Students looking at table

CHARLES TOWN, W.Va.--Jefferson County Schools (JCS) supports children in building the future in more ways than one. This week, children from Ranson Elementary School (RES) and Shepherdstown Elementary School (SES) met with a team of architects and interior designers to brainstorm ideas on their new schools. Students ranging from Kindergarten to 5th grade weighed in on all the things they would like to see in their new school to make learning fun.

           “I think it is going to be really cool,” RES third grade student Cayden Barrientos said of the new school. “It feels great to be involved in the design of the new building.”
Students’ creative ideas covered cozy reading nooks, outdoor theater classroom spaces, an astronomy section in the STEAM lab (to look for RES Rockets), and reading furniture in the library disguised as desert rocks (for SES Road Runners to race through).  Students also had input on how the schools should feel and look with opinions on color and acoustics. 
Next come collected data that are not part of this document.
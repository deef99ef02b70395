use super::ArticleQueryService;
use crate::{
    application::{
        dto::{AdminPrincipal, ArticleDto},
        error::{ApplicationError, ApplicationResult},
    },
    domain::article::ArticleSlug,
};

pub struct GetArticleBySlugQuery {
    pub slug: String,
}

impl ArticleQueryService {
    pub async fn get_article_by_slug(
        &self,
        actor: Option<&AdminPrincipal>,
        query: GetArticleBySlugQuery,
    ) -> ApplicationResult<ArticleDto> {
        let slug = ArticleSlug::new(query.slug)?;
        let article = self
            .read_repo
            .find_by_slug(&slug)
            .await?
            .ok_or_else(|| ApplicationError::not_found("article not found"))?;

        Self::ensure_visible(actor, &article)?;
        Ok(article.into())
    }
}
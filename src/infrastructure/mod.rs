pub mod database;
pub mod html;
pub mod repositories;
pub mod security;
pub mod storage;
pub mod time;
pub mod util;
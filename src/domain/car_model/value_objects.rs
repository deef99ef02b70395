use crate::domain::macros::{entity_id, non_empty_text};

entity_id!(CarModelId, "car model");

non_empty_text!(CarModelName, "name");
non_empty_text!(CarModelSlug, "slug");
non_empty_text!(CarModelCategory, "category");
// src/application/services/media.rs
use std::sync::Arc;

use crate::{
    application::ports::storage::ObjectStorage,
    domain::media::{self, ImageRefs},
};

/// Best-effort removal of images that no saved record references any more.
/// Runs after the primary write has succeeded; failures are logged and
/// never reach the caller.
pub struct ImageJanitor {
    storage: Arc<dyn ObjectStorage>,
}

impl ImageJanitor {
    pub fn new(storage: Arc<dyn ObjectStorage>) -> Self {
        Self { storage }
    }

    /// Release whatever `before` referenced that `after` no longer does.
    pub async fn release_orphans(&self, before: &ImageRefs, after: &ImageRefs) {
        self.release(media::orphaned(before, after)).await;
    }

    pub async fn release(&self, urls: impl IntoIterator<Item = String>) {
        for url in urls {
            if !self.storage.is_managed(&url) {
                tracing::debug!(%url, "skipping image outside managed storage");
                continue;
            }
            match self.storage.delete_object(&url).await {
                Ok(()) => tracing::info!(%url, "released orphaned image"),
                Err(err) => tracing::warn!(%url, error = %err, "failed to release orphaned image"),
            }
        }
    }
}
use std::sync::Arc;

use crate::{
    application::{
        dto::AdminPrincipal,
        error::{ApplicationError, ApplicationResult},
    },
    domain::article::{Article, ArticleReadRepository},
};

pub struct ArticleQueryService {
    pub(super) read_repo: Arc<dyn ArticleReadRepository>,
}

impl ArticleQueryService {
    pub fn new(read_repo: Arc<dyn ArticleReadRepository>) -> Self {
        Self { read_repo }
    }

    /// Drafts are invisible to anonymous callers; they get the same answer
    /// as for a missing article.
    pub(super) fn ensure_visible(
        actor: Option<&AdminPrincipal>,
        article: &Article,
    ) -> ApplicationResult<()> {
        if article.published || actor.is_some() {
            Ok(())
        } else {
            Err(ApplicationError::not_found("article not found"))
        }
    }
}
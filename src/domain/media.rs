// src/domain/media.rs
//! Image reference bookkeeping.
//!
//! Any URL stored in an image field or embedded as `<img src>` inside HTML
//! content counts as a reference. When a save drops a reference it becomes
//! orphaned and may be released from object storage.
use once_cell::sync::Lazy;
use regex::Regex;
use std::collections::BTreeSet;

static IMG_SRC: Lazy<Regex> = Lazy::new(|| {
    Regex::new(r#"(?i)<img\b[^>]*?\bsrc\s*=\s*(?:"([^"]*)"|'([^']*)')"#)
        .expect("image source pattern is valid")
});

pub type ImageRefs = BTreeSet<String>;

/// Collect every `<img src>` URL found in `html`.
pub fn image_urls_in_html(html: &str) -> ImageRefs {
    IMG_SRC
        .captures_iter(html)
        .filter_map(|caps| caps.get(1).or_else(|| caps.get(2)))
        .map(|m| m.as_str().trim().to_string())
        .filter(|url| !url.is_empty())
        .collect()
}

/// Insert an optional image field into a reference set.
pub fn push_optional(refs: &mut ImageRefs, url: Option<&str>) {
    if let Some(url) = url.map(str::trim).filter(|u| !u.is_empty()) {
        refs.insert(url.to_string());
    }
}

/// References present in `before` but no longer in `after`.
pub fn orphaned(before: &ImageRefs, after: &ImageRefs) -> Vec<String> {
    before.difference(after).cloned().collect()
}

#[cfg(test)]
mod tests {
    use super::*;

    #[test]
    fn extracts_single_and_double_quoted_sources() {
        let html = r#"<p>a</p><img src="https://cdn.example.com/a.jpg" alt="x"><IMG class='w' SRC='https://cdn.example.com/b.png'/>"#;
        let urls = image_urls_in_html(html);
        assert_eq!(urls.len(), 2);
        assert!(urls.contains("https://cdn.example.com/a.jpg"));
        assert!(urls.contains("https://cdn.example.com/b.png"));
    }

    #[test]
    fn ignores_empty_sources_and_other_tags() {
        let html = r#"<img src=""><iframe src="https://youtube.com/embed/x"></iframe>"#;
        assert!(image_urls_in_html(html).is_empty());
    }

    #[test]
    fn orphaned_is_set_difference() {
        let before: ImageRefs = ["a", "b", "c"].into_iter().map(String::from).collect();
        let after: ImageRefs = ["b", "d"].into_iter().map(String::from).collect();
        assert_eq!(orphaned(&before, &after), vec!["a".to_string(), "c".to_string()]);
    }
}
// src/presentation/http/controllers/articles.rs
use crate::application::{
    commands::articles::{CreateArticleCommand, DeleteArticleCommand, UpdateArticleCommand},
    dto::{ArticleDto, Page, serde_flag},
    queries::articles::{GetArticleByIdQuery, GetArticleBySlugQuery, ListArticlesQuery},
};
use crate::presentation::http::error::{ErrorResponse, HttpResult, IntoHttpResult};
use crate::presentation::http::extractors::{Authenticated, MaybeAuthenticated};
use crate::presentation::http::state::HttpState;
use axum::{
    Extension, Json,
    extract::{Path, Query},
    http::StatusCode,
};
use serde::Deserialize;
use utoipa::{IntoParams, ToSchema};

use super::{StatusMessage, clearable_text};

#[derive(Debug, Default, Deserialize, IntoParams)]
#[into_params(parameter_in = Query)]
pub struct ArticleListParams {
    /// One-based page number.
    pub page: Option<u32>,
    pub page_size: Option<u32>,
    /// Include unpublished articles. Requires an admin token.
    #[serde(default)]
    pub include_drafts: bool,
    pub category: Option<String>,
    /// Case-insensitive title search.
    pub search: Option<String>,
}

#[derive(Debug, Default, Deserialize, ToSchema)]
pub struct CreateArticleRequest {
    pub title: Option<String>,
    pub slug: Option<String>,
    pub content: Option<String>,
    pub excerpt: Option<String>,
    pub category: Option<String>,
    pub featured_image_url: Option<String>,
    pub featured_image_alt: Option<String>,
    pub youtube_url: Option<String>,
    pub meta_description: Option<String>,
    #[serde(default, deserialize_with = "serde_flag::deserialize")]
    #[schema(value_type = Option<u8>)]
    pub published: bool,
}

/// Absent fields are left unchanged. `null` or `""` clears a nullable field.
#[derive(Debug, Default, Deserialize, ToSchema)]
pub struct UpdateArticleRequest {
    pub title: Option<String>,
    pub slug: Option<String>,
    pub content: Option<String>,
    pub excerpt: Option<String>,
    pub category: Option<String>,
    #[serde(default, deserialize_with = "clearable_text")]
    pub featured_image_url: Option<String>,
    #[serde(default, deserialize_with = "clearable_text")]
    pub featured_image_alt: Option<String>,
    #[serde(default, deserialize_with = "clearable_text")]
    pub youtube_url: Option<String>,
    #[serde(default, deserialize_with = "clearable_text")]
    pub meta_description: Option<String>,
    #[serde(default, deserialize_with = "serde_flag::option::deserialize")]
    #[schema(value_type = Option<u8>)]
    pub published: Option<bool>,
}

#[utoipa::path(
    get,
    path = "/api/v1/articles",
    params(ArticleListParams),
    responses(
        (status = 200, description = "Page of articles, newest first.", body = crate::presentation::http::openapi::ArticleListResponse),
        (status = 401, description = "Invalid token.", body = ErrorResponse),
        (status = 403, description = "Drafts requested without authentication.", body = ErrorResponse)
    ),
    tag = "Articles"
)]
pub async fn list_articles(
    Extension(state): Extension<HttpState>,
    MaybeAuthenticated(actor): MaybeAuthenticated,
    Query(params): Query<ArticleListParams>,
) -> HttpResult<Json<Page<ArticleDto>>> {
    let query = ListArticlesQuery {
        page: params.page,
        page_size: params.page_size,
        include_drafts: params.include_drafts,
        category: params.category,
        search: params.search,
    };

    state
        .services
        .article_queries
        .list_articles(actor.as_ref(), query)
        .await
        .into_http()
        .map(Json)
}

#[utoipa::path(
    get,
    path = "/api/v1/articles/by-slug/{slug}",
    params(("slug" = String, Path, description = "Article slug")),
    responses(
        (status = 200, description = "The article.", body = ArticleDto),
        (status = 404, description = "Unknown slug or unpublished article.", body = ErrorResponse)
    ),
    tag = "Articles"
)]
pub async fn get_article_by_slug(
    Extension(state): Extension<HttpState>,
    MaybeAuthenticated(actor): MaybeAuthenticated,
    Path(slug): Path<String>,
) -> HttpResult<Json<ArticleDto>> {
    state
        .services
        .article_queries
        .get_article_by_slug(actor.as_ref(), GetArticleBySlugQuery { slug })
        .await
        .into_http()
        .map(Json)
}

#[utoipa::path(
    get,
    path = "/api/v1/articles/{id}",
    params(("id" = i64, Path, description = "Article id")),
    responses(
        (status = 200, description = "The article.", body = ArticleDto),
        (status = 404, description = "Unknown id or unpublished article.", body = ErrorResponse)
    ),
    tag = "Articles"
)]
pub async fn get_article(
    Extension(state): Extension<HttpState>,
    MaybeAuthenticated(actor): MaybeAuthenticated,
    Path(id): Path<i64>,
) -> HttpResult<Json<ArticleDto>> {
    state
        .services
        .article_queries
        .get_article_by_id(actor.as_ref(), GetArticleByIdQuery { id })
        .await
        .into_http()
        .map(Json)
}

#[utoipa::path(
    post,
    path = "/api/v1/articles",
    request_body = CreateArticleRequest,
    responses(
        (status = 201, description = "Article created.", body = ArticleDto),
        (status = 400, description = "Missing or invalid fields.", body = ErrorResponse),
        (status = 401, description = "Unauthorized.", body = ErrorResponse),
        (status = 409, description = "Slug already exists.", body = ErrorResponse),
        (status = 500, description = "Unexpected server error.", body = ErrorResponse)
    ),
    security(("bearerAuth" = [])),
    tag = "Articles"
)]
pub async fn create_article(
    Extension(state): Extension<HttpState>,
    Authenticated(admin): Authenticated,
    Json(payload): Json<CreateArticleRequest>,
) -> HttpResult<(StatusCode, Json<ArticleDto>)> {
    let command = CreateArticleCommand {
        title: payload.title,
        slug: payload.slug,
        content: payload.content,
        excerpt: payload.excerpt,
        category: payload.category,
        featured_image_url: payload.featured_image_url,
        featured_image_alt: payload.featured_image_alt,
        youtube_url: payload.youtube_url,
        meta_description: payload.meta_description,
        published: payload.published,
    };

    let article = state
        .services
        .article_commands
        .create_article(command)
        .await
        .into_http()?;
    tracing::debug!(admin = %admin.name, article_id = article.id, "create_article handled");
    Ok((StatusCode::CREATED, Json(article)))
}

#[utoipa::path(
    put,
    path = "/api/v1/articles/{id}",
    params(("id" = i64, Path, description = "Article id")),
    request_body = UpdateArticleRequest,
    responses(
        (status = 200, description = "Article updated.", body = ArticleDto),
        (status = 400, description = "Invalid fields.", body = ErrorResponse),
        (status = 401, description = "Unauthorized.", body = ErrorResponse),
        (status = 404, description = "Article not found.", body = ErrorResponse),
        (status = 409, description = "Slug already exists.", body = ErrorResponse),
        (status = 500, description = "Unexpected server error.", body = ErrorResponse)
    ),
    security(("bearerAuth" = [])),
    tag = "Articles"
)]
pub async fn update_article(
    Extension(state): Extension<HttpState>,
    Authenticated(_admin): Authenticated,
    Path(id): Path<i64>,
    Json(payload): Json<UpdateArticleRequest>,
) -> HttpResult<Json<ArticleDto>> {
    let command = UpdateArticleCommand {
        id,
        title: payload.title,
        slug: payload.slug,
        content: payload.content,
        excerpt: payload.excerpt,
        category: payload.category,
        featured_image_url: payload.featured_image_url,
        featured_image_alt: payload.featured_image_alt,
        youtube_url: payload.youtube_url,
        meta_description: payload.meta_description,
        published: payload.published,
    };

    state
        .services
        .article_commands
        .update_article(command)
        .await
        .into_http()
        .map(Json)
}

#[utoipa::path(
    delete,
    path = "/api/v1/articles/{id}",
    params(("id" = i64, Path, description = "Article id")),
    responses(
        (status = 200, description = "Article deleted.", body = StatusMessage),
        (status = 401, description = "Unauthorized.", body = ErrorResponse),
        (status = 404, description = "Article not found.", body = ErrorResponse),
        (status = 500, description = "Unexpected server error.", body = ErrorResponse)
    ),
    security(("bearerAuth" = [])),
    tag = "Articles"
)]
pub async fn delete_article(
    Extension(state): Extension<HttpState>,
    Authenticated(_admin): Authenticated,
    Path(id): Path<i64>,
) -> HttpResult<Json<StatusMessage>> {
    state
        .services
        .article_commands
        .delete_article(DeleteArticleCommand { id })
        .await
        .into_http()?;

    Ok(Json(StatusMessage::deleted()))
}
// src/domain/pagination.rs

pub const DEFAULT_PAGE_SIZE: u32 = 10;
pub const MAX_PAGE_SIZE: u32 = 100;

/// One-based page request, normalised on construction.
#[derive(Debug, Clone, Copy, PartialEq, Eq)]
pub struct PageRequest {
    page: u32,
    page_size: u32,
}

impl PageRequest {
    pub fn new(page: Option<u32>, page_size: Option<u32>) -> Self {
        let page = page.unwrap_or(1).max(1);
        let page_size = match page_size {
            None | Some(0) => DEFAULT_PAGE_SIZE,
            Some(size) => size.min(MAX_PAGE_SIZE),
        };
        Self { page, page_size }
    }

    pub fn page(&self) -> u32 {
        self.page
    }

    pub fn page_size(&self) -> u32 {
        self.page_size
    }

    pub fn offset(&self) -> i64 {
        i64::from(self.page - 1) * i64::from(self.page_size)
    }

    pub fn limit(&self) -> i64 {
        i64::from(self.page_size)
    }

    pub fn page_count(&self, total: u64) -> u64 {
        total.div_ceil(u64::from(self.page_size))
    }
}

impl Default for PageRequest {
    fn default() -> Self {
        Self::new(None, None)
    }
}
That will make both schools great places to attend, according to SES fourth grade student Presley Moulton.
“It will be the best school in Jefferson County because of its new designs and colors. It will be a fun school to go to!”
In addition to the committees, every student in the two schools will have a chance to offer their ideas when they create design concepts as part of their art classes.
"Even during difficult times, we keep our excitement for learning by hearing student and teacher voices planning for a bright future," Superintendent Dr. Bondy Gibson-Learn said. 
           “It made my family feel really proud of me and made me feel special also,” RES second grade student Adrianna Ogunfiditimi said.
And SES fifth-grader Kevin Smith said it is special to be part of something that will be part of the community for generations.
“I am excited for the future students of SES,” he said. “It will be a great school to go to.”
The architects will use all of the feedback from teachers and students to draft a model plan they will share for extensive public review and feedback to create schools that reflect our community.